Activity
Check every line of the entries for "Lighten", and copy the lines that hold it.

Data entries
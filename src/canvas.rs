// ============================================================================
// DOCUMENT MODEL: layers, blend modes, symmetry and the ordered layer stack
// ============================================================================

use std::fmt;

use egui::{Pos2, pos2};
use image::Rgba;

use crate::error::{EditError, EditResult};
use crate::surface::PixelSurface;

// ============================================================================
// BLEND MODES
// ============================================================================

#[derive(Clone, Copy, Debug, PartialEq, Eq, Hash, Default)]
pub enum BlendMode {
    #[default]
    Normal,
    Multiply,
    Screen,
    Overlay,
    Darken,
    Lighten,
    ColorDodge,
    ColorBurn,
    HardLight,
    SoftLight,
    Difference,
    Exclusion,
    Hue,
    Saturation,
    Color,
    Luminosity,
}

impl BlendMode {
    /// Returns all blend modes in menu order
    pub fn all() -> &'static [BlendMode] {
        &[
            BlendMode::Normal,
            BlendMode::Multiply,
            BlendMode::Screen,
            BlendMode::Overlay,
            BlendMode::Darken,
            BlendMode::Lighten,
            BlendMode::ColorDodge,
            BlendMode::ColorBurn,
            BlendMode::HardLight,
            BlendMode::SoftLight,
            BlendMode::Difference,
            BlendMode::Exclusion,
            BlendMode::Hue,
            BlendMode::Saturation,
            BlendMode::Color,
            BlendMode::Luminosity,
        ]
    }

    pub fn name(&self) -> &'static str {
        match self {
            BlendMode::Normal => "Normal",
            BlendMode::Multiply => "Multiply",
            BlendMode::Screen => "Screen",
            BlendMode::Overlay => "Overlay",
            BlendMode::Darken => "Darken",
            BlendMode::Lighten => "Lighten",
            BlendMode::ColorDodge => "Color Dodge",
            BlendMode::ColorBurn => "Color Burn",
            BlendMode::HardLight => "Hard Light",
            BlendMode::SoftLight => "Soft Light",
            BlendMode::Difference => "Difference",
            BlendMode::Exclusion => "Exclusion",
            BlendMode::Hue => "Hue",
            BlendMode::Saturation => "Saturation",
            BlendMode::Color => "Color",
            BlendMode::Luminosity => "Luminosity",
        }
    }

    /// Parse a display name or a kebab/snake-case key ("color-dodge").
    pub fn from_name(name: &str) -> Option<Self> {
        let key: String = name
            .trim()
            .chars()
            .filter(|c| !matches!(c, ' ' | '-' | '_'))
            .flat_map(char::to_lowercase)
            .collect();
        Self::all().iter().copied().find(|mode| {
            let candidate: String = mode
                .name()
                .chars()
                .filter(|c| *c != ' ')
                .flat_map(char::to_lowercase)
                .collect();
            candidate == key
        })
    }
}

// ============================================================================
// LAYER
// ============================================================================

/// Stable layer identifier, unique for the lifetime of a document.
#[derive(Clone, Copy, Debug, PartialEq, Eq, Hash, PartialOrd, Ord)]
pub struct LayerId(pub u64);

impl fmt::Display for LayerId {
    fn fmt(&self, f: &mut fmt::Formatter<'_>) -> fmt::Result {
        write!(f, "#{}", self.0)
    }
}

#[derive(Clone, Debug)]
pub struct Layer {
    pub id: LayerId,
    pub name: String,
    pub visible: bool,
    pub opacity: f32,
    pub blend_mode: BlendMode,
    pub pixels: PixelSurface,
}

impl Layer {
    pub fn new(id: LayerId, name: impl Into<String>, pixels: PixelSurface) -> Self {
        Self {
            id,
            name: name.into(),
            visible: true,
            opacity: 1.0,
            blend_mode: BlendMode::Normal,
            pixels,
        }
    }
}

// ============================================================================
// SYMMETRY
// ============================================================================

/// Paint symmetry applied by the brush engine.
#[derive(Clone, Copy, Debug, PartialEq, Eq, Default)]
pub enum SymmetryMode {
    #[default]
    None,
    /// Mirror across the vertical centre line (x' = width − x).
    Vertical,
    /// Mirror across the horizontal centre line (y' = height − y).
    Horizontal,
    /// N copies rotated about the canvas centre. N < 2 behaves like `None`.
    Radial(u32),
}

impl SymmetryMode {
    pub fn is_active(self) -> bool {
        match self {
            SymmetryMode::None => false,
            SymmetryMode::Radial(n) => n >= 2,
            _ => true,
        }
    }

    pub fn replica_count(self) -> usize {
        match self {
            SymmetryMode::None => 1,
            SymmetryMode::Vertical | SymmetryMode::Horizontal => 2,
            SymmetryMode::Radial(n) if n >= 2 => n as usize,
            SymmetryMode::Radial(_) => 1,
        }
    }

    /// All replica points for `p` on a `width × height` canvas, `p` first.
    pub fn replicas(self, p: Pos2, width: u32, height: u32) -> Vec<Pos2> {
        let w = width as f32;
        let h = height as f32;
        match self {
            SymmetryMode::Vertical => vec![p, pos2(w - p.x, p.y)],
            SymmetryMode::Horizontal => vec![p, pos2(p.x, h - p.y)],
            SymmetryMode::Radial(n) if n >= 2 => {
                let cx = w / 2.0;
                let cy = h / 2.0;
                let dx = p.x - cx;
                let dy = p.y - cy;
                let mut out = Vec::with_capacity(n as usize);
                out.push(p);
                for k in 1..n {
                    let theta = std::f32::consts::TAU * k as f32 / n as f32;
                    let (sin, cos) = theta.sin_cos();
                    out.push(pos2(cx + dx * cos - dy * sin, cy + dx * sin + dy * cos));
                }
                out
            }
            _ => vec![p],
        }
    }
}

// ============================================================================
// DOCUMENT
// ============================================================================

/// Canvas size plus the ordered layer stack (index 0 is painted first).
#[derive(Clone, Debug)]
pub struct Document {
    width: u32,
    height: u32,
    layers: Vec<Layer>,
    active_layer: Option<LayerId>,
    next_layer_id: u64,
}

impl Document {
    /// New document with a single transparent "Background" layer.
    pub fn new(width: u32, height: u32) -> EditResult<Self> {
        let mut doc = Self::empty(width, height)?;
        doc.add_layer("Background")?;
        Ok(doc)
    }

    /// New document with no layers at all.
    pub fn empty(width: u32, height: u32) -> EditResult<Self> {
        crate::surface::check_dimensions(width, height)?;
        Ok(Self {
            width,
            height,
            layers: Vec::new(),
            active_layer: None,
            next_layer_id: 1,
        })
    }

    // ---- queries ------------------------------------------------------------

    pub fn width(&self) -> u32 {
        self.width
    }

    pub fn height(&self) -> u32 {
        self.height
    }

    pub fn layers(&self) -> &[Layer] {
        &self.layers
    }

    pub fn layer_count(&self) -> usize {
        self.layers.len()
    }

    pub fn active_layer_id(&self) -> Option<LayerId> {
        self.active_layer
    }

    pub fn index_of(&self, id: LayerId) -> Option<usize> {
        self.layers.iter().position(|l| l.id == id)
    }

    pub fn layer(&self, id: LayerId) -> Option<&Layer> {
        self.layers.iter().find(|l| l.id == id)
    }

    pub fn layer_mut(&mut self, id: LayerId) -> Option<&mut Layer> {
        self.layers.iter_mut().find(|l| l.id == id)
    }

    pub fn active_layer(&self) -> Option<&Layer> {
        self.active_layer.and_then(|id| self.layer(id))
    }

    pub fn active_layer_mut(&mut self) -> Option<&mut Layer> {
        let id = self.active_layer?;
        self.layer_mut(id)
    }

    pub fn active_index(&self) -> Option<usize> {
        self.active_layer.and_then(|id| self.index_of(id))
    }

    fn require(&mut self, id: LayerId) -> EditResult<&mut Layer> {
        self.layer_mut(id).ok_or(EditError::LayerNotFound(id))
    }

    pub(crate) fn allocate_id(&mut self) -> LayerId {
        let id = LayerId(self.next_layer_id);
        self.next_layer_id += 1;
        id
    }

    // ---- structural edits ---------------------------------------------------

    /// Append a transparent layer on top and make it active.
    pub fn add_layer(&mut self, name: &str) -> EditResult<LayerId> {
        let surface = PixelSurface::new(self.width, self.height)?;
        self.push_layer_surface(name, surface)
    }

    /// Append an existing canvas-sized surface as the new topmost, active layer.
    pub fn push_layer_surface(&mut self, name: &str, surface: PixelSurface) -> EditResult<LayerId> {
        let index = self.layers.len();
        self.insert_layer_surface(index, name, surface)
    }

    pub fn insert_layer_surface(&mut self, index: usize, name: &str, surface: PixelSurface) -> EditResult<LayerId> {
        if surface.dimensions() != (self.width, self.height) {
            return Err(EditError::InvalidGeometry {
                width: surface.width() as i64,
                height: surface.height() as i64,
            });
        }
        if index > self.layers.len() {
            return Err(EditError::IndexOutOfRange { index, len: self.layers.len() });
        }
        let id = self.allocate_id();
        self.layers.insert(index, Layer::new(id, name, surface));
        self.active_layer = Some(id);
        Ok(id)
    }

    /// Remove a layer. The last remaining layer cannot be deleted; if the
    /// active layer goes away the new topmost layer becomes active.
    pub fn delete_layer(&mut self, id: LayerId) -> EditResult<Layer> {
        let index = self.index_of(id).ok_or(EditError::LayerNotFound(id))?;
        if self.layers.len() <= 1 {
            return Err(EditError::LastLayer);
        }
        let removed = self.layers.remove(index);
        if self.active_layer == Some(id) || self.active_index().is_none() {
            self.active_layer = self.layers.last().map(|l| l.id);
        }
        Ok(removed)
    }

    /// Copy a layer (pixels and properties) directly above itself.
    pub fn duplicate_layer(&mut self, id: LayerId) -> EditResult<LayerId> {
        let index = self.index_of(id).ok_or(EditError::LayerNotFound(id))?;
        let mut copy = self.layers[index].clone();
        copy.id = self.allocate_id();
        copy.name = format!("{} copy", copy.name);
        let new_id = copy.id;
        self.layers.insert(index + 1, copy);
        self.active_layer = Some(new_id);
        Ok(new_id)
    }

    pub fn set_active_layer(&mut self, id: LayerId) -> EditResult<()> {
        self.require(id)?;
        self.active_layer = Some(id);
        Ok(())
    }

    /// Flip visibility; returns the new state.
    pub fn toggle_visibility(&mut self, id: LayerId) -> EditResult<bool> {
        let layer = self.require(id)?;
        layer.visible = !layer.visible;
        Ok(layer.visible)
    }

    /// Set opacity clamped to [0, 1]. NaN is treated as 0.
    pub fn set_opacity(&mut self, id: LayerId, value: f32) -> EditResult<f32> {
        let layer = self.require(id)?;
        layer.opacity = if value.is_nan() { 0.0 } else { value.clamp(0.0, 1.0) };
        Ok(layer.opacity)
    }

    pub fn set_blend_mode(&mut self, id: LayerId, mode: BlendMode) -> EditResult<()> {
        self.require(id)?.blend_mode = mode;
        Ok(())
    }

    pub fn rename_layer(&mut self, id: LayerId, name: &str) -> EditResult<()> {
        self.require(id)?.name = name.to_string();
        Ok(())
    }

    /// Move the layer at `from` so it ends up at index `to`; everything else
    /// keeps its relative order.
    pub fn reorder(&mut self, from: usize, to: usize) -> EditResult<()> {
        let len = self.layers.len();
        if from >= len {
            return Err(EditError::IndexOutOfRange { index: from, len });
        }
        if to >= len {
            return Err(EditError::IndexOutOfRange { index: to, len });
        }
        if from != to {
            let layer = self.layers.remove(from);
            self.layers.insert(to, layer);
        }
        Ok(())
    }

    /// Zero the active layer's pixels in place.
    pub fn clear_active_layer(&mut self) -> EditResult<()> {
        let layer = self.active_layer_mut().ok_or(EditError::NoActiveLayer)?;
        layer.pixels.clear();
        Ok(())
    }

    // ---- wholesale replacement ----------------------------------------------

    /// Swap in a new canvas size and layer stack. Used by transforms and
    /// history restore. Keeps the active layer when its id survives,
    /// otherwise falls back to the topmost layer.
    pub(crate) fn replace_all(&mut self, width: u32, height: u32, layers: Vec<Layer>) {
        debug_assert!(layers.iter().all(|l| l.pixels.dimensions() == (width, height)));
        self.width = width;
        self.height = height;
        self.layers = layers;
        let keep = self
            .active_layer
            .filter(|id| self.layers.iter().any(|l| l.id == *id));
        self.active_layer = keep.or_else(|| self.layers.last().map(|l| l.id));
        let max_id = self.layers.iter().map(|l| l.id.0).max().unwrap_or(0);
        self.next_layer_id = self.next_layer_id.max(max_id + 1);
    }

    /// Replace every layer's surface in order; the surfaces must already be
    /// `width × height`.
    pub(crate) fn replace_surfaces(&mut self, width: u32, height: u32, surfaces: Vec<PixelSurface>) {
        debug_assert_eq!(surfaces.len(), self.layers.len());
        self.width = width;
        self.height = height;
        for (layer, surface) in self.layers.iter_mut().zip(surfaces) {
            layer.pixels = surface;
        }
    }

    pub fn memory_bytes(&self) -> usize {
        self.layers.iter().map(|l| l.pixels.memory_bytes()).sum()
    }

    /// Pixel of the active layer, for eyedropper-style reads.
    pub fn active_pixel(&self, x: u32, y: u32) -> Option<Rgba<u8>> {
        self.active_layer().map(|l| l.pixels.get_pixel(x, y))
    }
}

Problem solution
    Lighten,
            BlendMode::Lighten,
            BlendMode::Lighten => "Lighten",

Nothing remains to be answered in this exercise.